YOUR OBJECTIVE
Check each line of the listing below for the string "usize", and copy the ones that have it.

# # # #

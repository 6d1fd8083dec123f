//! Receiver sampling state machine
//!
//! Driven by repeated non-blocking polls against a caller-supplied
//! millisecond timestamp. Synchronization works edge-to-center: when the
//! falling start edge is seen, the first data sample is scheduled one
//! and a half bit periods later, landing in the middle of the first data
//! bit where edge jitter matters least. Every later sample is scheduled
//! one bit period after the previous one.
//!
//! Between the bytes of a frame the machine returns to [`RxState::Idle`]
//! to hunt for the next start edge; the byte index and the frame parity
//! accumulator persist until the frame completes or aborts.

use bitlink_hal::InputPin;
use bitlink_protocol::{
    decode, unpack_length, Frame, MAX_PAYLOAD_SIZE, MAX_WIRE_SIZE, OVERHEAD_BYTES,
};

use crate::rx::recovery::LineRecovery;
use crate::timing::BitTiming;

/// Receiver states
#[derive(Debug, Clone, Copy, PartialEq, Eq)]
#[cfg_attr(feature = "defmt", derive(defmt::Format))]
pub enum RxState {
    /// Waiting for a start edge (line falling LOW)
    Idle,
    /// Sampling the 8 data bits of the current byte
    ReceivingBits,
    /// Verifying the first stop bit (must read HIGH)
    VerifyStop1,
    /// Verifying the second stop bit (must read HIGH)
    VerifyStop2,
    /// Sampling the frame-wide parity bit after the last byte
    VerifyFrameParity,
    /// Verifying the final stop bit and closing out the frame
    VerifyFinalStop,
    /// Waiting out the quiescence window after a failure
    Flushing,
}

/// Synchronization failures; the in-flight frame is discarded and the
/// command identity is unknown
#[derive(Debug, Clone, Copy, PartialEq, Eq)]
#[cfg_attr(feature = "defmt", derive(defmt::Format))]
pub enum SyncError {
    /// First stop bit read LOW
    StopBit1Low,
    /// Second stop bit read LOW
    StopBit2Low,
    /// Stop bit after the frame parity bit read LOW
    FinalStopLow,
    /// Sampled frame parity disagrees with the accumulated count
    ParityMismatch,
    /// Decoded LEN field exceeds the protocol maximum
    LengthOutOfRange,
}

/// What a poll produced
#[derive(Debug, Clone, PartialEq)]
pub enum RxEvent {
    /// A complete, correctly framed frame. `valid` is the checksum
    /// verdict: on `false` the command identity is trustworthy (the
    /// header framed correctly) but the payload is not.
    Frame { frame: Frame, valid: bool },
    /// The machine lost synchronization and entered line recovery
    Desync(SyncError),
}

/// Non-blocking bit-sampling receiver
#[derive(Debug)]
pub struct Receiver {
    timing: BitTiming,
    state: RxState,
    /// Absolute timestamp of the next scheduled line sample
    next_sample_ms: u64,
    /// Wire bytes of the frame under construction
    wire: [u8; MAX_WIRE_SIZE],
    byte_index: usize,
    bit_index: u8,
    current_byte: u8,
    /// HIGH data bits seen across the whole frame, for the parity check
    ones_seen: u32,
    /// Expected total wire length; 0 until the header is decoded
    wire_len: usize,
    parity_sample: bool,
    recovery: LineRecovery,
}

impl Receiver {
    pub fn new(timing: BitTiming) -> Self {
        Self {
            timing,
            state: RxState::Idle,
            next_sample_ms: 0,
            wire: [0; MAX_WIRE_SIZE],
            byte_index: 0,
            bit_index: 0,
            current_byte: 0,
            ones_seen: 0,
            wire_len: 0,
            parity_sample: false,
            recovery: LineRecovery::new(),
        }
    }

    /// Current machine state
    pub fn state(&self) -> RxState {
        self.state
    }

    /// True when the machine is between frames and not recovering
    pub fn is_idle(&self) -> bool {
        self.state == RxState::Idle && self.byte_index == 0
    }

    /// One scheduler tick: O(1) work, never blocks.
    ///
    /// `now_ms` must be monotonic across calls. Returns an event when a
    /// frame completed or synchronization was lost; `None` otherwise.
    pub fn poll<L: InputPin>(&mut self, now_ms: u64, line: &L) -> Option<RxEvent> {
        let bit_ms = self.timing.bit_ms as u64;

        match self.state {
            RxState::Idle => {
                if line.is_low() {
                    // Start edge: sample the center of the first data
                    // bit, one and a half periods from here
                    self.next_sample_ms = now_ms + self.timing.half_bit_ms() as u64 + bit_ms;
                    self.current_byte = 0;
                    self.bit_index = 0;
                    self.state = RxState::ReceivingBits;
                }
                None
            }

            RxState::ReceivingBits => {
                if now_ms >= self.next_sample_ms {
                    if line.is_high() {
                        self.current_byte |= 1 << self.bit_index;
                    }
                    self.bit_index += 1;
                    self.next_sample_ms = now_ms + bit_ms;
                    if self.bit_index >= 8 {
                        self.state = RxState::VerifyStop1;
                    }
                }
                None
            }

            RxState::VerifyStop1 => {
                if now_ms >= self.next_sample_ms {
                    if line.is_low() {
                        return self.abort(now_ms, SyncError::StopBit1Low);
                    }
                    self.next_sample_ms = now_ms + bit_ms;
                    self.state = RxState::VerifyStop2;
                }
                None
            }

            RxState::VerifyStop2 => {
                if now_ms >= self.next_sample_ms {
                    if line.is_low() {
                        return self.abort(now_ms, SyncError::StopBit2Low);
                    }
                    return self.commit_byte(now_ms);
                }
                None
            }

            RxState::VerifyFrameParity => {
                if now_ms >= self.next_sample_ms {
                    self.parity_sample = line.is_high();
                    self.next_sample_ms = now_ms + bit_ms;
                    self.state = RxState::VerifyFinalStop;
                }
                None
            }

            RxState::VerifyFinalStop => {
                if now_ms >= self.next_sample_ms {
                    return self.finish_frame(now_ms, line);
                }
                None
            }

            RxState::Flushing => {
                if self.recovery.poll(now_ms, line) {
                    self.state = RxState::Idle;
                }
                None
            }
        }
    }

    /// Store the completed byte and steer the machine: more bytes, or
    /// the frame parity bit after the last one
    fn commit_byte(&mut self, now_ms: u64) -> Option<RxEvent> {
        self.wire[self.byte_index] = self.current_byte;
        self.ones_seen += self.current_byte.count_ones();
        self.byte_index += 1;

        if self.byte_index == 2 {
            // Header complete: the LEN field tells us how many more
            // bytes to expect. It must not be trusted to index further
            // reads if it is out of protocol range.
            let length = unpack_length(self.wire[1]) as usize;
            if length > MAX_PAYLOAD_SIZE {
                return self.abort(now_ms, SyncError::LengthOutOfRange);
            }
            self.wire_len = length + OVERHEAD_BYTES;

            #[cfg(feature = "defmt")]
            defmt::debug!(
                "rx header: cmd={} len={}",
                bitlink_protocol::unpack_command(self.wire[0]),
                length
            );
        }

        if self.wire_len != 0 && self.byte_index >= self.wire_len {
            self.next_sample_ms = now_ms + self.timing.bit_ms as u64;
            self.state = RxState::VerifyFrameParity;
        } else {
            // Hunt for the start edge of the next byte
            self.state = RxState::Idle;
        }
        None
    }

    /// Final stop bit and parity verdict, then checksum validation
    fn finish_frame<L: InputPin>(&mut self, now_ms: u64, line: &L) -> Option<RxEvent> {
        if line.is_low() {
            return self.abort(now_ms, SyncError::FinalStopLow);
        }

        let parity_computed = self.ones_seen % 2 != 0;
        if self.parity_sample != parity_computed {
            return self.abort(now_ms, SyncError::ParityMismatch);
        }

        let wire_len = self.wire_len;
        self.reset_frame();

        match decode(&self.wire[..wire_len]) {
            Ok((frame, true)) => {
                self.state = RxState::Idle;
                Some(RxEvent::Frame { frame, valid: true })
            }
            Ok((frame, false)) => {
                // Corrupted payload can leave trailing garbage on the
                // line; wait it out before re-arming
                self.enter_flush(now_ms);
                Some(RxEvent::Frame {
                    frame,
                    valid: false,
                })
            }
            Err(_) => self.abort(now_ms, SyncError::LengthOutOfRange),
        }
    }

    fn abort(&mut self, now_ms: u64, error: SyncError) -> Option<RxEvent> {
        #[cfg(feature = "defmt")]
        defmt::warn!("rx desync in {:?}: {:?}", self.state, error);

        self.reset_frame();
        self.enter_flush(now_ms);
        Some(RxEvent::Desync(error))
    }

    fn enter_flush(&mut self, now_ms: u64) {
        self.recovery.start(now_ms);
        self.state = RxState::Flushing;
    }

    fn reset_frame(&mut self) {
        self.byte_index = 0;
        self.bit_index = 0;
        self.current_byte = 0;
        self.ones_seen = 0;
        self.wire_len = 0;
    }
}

# # # #

RESULT
    byte_index: usize,
    wire_len: usize,
            let length = unpack_length(self.wire[1]) as usize;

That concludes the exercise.